*** Opening of Supplied entries ***

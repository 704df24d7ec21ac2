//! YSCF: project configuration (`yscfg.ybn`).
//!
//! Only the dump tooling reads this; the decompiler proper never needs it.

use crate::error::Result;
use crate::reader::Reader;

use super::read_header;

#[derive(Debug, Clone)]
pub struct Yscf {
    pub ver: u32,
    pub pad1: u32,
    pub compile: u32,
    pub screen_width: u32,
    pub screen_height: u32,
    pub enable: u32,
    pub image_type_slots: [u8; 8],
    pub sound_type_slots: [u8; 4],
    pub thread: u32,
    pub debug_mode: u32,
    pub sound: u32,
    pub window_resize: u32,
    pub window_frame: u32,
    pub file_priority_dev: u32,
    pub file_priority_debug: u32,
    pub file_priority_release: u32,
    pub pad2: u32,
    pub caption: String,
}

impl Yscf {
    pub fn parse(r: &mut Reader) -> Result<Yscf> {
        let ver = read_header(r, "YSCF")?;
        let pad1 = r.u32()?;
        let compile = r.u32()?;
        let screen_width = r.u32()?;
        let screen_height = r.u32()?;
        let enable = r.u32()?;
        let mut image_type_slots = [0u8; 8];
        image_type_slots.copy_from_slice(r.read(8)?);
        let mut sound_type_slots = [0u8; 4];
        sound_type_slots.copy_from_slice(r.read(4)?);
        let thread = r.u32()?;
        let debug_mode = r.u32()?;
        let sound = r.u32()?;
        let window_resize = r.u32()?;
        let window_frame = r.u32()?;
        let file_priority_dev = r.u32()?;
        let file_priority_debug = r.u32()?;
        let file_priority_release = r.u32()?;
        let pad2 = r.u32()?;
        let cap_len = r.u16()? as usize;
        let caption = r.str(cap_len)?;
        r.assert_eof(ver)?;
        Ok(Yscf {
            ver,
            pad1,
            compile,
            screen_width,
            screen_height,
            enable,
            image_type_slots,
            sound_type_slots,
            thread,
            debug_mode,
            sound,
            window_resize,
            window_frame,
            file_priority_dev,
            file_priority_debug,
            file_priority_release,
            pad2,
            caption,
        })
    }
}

*** Close of Supplied entries ***
*** Opening of Supplied entries ***

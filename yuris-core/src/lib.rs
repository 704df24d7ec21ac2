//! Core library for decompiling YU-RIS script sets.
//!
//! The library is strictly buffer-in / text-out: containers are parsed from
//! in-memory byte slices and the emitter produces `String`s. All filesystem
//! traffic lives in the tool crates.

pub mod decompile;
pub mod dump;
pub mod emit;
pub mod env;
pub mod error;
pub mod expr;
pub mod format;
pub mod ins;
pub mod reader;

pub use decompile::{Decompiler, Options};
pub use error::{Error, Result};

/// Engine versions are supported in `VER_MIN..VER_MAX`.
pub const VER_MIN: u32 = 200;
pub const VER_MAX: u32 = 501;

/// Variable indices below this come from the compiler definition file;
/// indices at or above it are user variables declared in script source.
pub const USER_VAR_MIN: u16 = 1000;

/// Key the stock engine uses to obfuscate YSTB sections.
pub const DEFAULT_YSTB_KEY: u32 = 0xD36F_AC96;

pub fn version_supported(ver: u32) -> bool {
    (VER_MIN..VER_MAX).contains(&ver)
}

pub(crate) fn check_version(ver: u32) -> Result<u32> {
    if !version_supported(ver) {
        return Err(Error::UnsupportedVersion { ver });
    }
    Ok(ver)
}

*** Close of Supplied entries ***
*** Opening of Supplied entries ***

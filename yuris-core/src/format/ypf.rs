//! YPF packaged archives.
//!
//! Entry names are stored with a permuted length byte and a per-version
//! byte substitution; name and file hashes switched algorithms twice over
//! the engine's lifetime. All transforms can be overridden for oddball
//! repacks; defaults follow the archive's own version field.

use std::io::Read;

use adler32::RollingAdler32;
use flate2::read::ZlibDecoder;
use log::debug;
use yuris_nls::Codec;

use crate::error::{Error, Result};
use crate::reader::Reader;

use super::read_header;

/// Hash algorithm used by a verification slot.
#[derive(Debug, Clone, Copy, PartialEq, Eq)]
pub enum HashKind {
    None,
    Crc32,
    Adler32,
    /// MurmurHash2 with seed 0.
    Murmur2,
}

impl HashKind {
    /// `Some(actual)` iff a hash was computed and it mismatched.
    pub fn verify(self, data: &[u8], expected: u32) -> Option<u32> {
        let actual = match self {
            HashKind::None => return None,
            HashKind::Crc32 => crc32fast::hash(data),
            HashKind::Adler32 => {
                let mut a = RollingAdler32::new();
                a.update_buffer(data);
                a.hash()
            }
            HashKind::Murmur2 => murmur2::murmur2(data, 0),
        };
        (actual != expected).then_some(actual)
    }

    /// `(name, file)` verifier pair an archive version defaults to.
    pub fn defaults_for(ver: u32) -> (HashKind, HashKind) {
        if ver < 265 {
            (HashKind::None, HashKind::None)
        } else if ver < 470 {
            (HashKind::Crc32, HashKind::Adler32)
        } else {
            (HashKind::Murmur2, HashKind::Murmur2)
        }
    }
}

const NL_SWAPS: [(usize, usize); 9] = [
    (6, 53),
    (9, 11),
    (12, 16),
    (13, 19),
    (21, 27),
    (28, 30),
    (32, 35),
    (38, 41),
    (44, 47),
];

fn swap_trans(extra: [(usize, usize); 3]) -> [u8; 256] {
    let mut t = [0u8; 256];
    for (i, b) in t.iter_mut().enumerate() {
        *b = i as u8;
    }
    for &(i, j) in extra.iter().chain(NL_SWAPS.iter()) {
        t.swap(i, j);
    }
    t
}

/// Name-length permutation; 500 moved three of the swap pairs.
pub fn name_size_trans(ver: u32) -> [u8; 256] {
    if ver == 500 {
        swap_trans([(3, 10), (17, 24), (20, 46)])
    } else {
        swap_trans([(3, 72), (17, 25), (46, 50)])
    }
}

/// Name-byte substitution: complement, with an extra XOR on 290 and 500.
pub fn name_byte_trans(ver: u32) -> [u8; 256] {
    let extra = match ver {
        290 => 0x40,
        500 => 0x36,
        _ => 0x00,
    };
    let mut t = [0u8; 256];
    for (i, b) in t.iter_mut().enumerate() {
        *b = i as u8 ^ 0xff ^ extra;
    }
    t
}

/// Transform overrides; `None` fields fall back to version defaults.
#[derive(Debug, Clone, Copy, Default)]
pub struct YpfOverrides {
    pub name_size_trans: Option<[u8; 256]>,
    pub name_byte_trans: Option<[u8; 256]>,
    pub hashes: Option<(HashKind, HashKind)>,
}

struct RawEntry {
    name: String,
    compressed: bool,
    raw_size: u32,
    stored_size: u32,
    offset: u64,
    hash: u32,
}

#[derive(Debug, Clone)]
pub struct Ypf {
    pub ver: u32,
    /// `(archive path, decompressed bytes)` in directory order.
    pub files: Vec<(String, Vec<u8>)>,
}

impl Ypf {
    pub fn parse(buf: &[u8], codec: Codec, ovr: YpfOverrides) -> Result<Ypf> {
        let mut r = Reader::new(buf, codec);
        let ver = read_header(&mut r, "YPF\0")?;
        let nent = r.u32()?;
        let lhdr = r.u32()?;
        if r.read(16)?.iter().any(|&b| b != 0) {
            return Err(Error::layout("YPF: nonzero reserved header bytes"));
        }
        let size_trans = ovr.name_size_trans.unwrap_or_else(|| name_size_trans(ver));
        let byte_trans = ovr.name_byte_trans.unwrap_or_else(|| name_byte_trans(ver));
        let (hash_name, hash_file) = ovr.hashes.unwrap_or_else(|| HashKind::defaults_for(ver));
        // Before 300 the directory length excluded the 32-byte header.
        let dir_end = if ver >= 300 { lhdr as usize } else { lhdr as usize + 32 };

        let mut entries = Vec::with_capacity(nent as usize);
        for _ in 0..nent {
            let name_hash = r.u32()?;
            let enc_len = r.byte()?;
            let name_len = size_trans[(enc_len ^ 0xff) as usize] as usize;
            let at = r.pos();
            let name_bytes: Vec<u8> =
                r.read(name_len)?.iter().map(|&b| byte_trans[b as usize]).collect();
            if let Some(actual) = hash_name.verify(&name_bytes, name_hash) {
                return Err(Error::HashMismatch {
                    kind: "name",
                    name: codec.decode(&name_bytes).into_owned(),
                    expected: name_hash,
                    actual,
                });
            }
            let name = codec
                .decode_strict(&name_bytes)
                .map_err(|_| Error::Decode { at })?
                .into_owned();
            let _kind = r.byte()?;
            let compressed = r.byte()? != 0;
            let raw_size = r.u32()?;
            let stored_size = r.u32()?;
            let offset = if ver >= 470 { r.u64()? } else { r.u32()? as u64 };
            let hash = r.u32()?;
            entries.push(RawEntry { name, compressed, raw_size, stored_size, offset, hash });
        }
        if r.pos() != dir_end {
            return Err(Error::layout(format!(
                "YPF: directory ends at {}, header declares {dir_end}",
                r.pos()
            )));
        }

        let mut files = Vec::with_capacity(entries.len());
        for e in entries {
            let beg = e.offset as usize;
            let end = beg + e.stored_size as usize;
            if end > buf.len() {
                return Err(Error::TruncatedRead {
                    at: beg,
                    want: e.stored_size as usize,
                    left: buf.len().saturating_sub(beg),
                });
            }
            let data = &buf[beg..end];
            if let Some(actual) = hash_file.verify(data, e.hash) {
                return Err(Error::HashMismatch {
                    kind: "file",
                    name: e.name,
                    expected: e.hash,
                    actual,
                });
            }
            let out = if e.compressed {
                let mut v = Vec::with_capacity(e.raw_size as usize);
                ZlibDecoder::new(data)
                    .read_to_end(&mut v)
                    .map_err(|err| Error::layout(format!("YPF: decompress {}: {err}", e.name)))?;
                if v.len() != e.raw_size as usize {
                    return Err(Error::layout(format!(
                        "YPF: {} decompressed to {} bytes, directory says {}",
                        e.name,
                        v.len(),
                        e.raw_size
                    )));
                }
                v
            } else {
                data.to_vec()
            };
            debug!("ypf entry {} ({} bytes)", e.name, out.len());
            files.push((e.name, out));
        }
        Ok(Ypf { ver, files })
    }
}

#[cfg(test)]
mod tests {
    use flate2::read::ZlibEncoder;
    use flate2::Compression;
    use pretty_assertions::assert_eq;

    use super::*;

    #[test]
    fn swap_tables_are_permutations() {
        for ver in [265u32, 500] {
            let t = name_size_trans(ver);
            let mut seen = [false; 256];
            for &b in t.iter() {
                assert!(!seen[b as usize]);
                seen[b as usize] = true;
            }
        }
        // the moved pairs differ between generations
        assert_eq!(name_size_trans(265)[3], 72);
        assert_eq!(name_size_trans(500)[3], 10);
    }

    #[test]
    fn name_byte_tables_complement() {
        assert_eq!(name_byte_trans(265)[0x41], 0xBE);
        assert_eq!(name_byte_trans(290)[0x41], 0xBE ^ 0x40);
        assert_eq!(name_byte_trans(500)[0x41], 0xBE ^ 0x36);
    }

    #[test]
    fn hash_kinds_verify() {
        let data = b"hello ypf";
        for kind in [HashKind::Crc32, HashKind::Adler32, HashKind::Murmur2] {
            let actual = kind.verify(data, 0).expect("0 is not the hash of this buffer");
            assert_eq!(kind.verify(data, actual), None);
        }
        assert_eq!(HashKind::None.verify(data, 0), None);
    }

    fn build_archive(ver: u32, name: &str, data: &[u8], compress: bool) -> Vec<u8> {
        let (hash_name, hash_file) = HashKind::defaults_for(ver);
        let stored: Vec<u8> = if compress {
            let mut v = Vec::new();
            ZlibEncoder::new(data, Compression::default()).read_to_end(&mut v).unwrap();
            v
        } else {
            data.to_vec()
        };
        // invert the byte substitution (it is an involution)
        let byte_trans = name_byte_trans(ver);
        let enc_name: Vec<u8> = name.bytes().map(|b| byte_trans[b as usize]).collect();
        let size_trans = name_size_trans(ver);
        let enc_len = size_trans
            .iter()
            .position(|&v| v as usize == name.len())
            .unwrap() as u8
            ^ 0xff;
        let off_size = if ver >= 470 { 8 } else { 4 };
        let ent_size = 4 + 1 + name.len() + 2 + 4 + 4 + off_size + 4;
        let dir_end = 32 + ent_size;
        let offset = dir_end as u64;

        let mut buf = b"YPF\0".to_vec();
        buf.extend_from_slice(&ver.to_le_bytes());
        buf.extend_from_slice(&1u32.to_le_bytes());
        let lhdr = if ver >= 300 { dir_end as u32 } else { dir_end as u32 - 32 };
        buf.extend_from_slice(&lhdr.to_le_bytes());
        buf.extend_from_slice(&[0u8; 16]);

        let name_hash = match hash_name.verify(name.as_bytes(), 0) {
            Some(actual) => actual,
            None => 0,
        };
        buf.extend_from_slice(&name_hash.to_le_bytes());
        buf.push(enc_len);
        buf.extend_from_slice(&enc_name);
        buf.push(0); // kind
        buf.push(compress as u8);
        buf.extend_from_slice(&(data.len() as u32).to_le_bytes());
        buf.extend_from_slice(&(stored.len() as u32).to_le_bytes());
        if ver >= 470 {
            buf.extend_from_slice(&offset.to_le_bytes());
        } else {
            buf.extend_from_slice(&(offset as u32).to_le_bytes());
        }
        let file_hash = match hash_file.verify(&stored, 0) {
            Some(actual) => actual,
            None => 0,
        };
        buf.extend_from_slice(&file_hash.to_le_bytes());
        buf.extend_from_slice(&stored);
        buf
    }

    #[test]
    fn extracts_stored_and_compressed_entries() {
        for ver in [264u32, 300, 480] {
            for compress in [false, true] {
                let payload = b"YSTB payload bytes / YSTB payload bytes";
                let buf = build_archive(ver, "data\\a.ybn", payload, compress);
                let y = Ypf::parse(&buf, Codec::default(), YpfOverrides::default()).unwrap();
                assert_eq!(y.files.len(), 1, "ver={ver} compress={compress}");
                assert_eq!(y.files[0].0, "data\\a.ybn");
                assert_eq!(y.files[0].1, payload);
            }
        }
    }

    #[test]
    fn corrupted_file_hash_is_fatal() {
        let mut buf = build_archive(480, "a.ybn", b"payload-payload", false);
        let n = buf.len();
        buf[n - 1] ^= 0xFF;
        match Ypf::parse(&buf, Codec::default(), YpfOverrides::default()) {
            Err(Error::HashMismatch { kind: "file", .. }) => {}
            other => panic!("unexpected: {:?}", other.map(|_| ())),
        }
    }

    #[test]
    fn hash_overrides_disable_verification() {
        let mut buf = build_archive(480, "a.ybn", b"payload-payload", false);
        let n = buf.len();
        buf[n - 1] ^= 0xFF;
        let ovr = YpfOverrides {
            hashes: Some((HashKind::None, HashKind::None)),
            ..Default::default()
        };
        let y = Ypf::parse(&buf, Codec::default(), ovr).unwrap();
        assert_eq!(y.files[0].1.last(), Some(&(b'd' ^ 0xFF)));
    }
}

*** Close of Supplied entries ***

- _Task to complete_
Out of the data above, set down the lines from the one with "are parsed from" to the one with "pub const VER_MAX: u32 = 501;", both included, exactly as written and with no additions.

- _Task solution_
//! The library is strictly buffer-in / text-out: containers are parsed from
//! in-memory byte slices and the emitter produces `String`s. All filesystem
//! traffic lives in the tool crates.

pub mod decompile;
pub mod dump;
pub mod emit;
pub mod env;
pub mod error;
pub mod expr;
pub mod format;
pub mod ins;
pub mod reader;

pub use decompile::{Decompiler, Options};
pub use error::{Error, Result};

/// Engine versions are supported in `VER_MIN..VER_MAX`.
pub const VER_MIN: u32 = 200;
pub const VER_MAX: u32 = 501;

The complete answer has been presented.